■ Exercise goal ■
Transcribe all of the entries, matching each one exactly.

Stored records
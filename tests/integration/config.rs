//! Configuration file discovery through the binary.

use assert_cmd::Command;
use predicates::prelude::*;
use release_templates::test_utils::bundled_release_dir;
use serial_test::serial;

use crate::common::{BINDING_CACHE_PROPERTIES, CLOUD_CONTROLLER_LINKS, TestWorkspace};

const JOB: &str = "loggr-syslog-binding-cache";

#[test]
fn test_release_dir_from_config() {
    let ws = TestWorkspace::new().unwrap();
    let config = ws
        .write(
            "rt.toml",
            &format!("release_dir = {:?}\n", bundled_release_dir().display().to_string()),
        )
        .unwrap();

    Command::cargo_bin("release-templates")
        .unwrap()
        .args(["--config", config.to_str().unwrap(), "jobs"])
        .env("NO_COLOR", "1")
        .assert()
        .success()
        .stdout(predicate::str::contains(JOB));
}

#[test]
fn test_strict_links_from_config() {
    let ws = TestWorkspace::new().unwrap();
    let config = ws.write("rt.toml", "strict_links = true\n").unwrap();
    let props = ws.write("props.yml", BINDING_CACHE_PROPERTIES).unwrap();
    let links = ws
        .write("links.yml", &format!("{CLOUD_CONTROLLER_LINKS}- name: uaa\n"))
        .unwrap();
    let release = bundled_release_dir().display().to_string();

    let args = [
        "render",
        "-r",
        release.as_str(),
        "-j",
        JOB,
        "-p",
        props.to_str().unwrap(),
        "-l",
        links.to_str().unwrap(),
    ];

    // Lenient by default: the extra link is ignored
    ws.run(&args).unwrap().assert_success();

    Command::cargo_bin("release-templates")
        .unwrap()
        .arg("--config")
        .arg(&config)
        .args(args)
        .env("NO_COLOR", "1")
        .assert()
        .code(1)
        .stderr(predicate::str::contains("Link 'uaa' is not consumed"));
}

#[test]
#[serial]
fn test_config_from_environment_variable() {
    let ws = TestWorkspace::new().unwrap();
    let config = ws.write("env.toml", "[instance]\ndeployment = \"from-env\"\n").unwrap();

    Command::cargo_bin("release-templates")
        .unwrap()
        .args(["jobs", "-r", &bundled_release_dir().display().to_string()])
        .env("RELEASE_TEMPLATES_CONFIG", &config)
        .assert()
        .success();

    Command::cargo_bin("release-templates")
        .unwrap()
        .args(["jobs", "-r", &bundled_release_dir().display().to_string()])
        .env("RELEASE_TEMPLATES_CONFIG", ws.path().join("missing.toml"))
        .env("NO_COLOR", "1")
        .assert()
        .code(1)
        .stderr(predicate::str::contains("Failed to read config file"));
}

#[test]
fn test_invalid_config_is_reported() {
    let ws = TestWorkspace::new().unwrap();
    let config = ws.write("bad.toml", "strict_links = \"yes\"\n").unwrap();

    Command::cargo_bin("release-templates")
        .unwrap()
        .args(["--config", config.to_str().unwrap(), "jobs"])
        .env("NO_COLOR", "1")
        .assert()
        .code(1)
        .stderr(predicate::str::contains("Failed to parse config file"));
}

■ The completed task ■
filename tests/integration/config.rs
//! Configuration file discovery through the binary.

use assert_cmd::Command;
use predicates::prelude::*;
use release_templates::test_utils::bundled_release_dir;
use serial_test::serial;

use crate::common::{BINDING_CACHE_PROPERTIES, CLOUD_CONTROLLER_LINKS, TestWorkspace};

const JOB: &str = "loggr-syslog-binding-cache";

#[test]
fn test_release_dir_from_config() {
    let ws = TestWorkspace::new().unwrap();
    let config = ws
        .write(
            "rt.toml",
            &format!("release_dir = {:?}\n", bundled_release_dir().display().to_string()),
        )
        .unwrap();

    Command::cargo_bin("release-templates")
        .unwrap()
        .args(["--config", config.to_str().unwrap(), "jobs"])
        .env("NO_COLOR", "1")
        .assert()
        .success()
        .stdout(predicate::str::contains(JOB));
}

#[test]
fn test_strict_links_from_config() {
    let ws = TestWorkspace::new().unwrap();
    let config = ws.write("rt.toml", "strict_links = true\n").unwrap();
    let props = ws.write("props.yml", BINDING_CACHE_PROPERTIES).unwrap();
    let links = ws
        .write("links.yml", &format!("{CLOUD_CONTROLLER_LINKS}- name: uaa\n"))
        .unwrap();
    let release = bundled_release_dir().display().to_string();

    let args = [
        "render",
        "-r",
        release.as_str(),
        "-j",
        JOB,
        "-p",
        props.to_str().unwrap(),
        "-l",
        links.to_str().unwrap(),
    ];

    // Lenient by default: the extra link is ignored
    ws.run(&args).unwrap().assert_success();

    Command::cargo_bin("release-templates")
        .unwrap()
        .arg("--config")
        .arg(&config)
        .args(args)
        .env("NO_COLOR", "1")
        .assert()
        .code(1)
        .stderr(predicate::str::contains("Link 'uaa' is not consumed"));
}

#[test]
#[serial]
fn test_config_from_environment_variable() {
    let ws = TestWorkspace::new().unwrap();
    let config = ws.write("env.toml", "[instance]\ndeployment = \"from-env\"\n").unwrap();

    Command::cargo_bin("release-templates")
        .unwrap()
        .args(["jobs", "-r", &bundled_release_dir().display().to_string()])
        .env("RELEASE_TEMPLATES_CONFIG", &config)
        .assert()
        .success();

    Command::cargo_bin("release-templates")
        .unwrap()
        .args(["jobs", "-r", &bundled_release_dir().display().to_string()])
        .env("RELEASE_TEMPLATES_CONFIG", ws.path().join("missing.toml"))
        .env("NO_COLOR", "1")
        .assert()
        .code(1)
        .stderr(predicate::str::contains("Failed to read config file"));
}

#[test]
fn test_invalid_config_is_reported() {
    let ws = TestWorkspace::new().unwrap();
    let config = ws.write("bad.toml", "strict_links = \"yes\"\n").unwrap();

    Command::cargo_bin("release-templates")
        .unwrap()
        .args(["--config", config.to_str().unwrap(), "jobs"])
        .env("NO_COLOR", "1")
        .assert()
        .code(1)
        .stderr(predicate::str::contains("Failed to parse config file"));
}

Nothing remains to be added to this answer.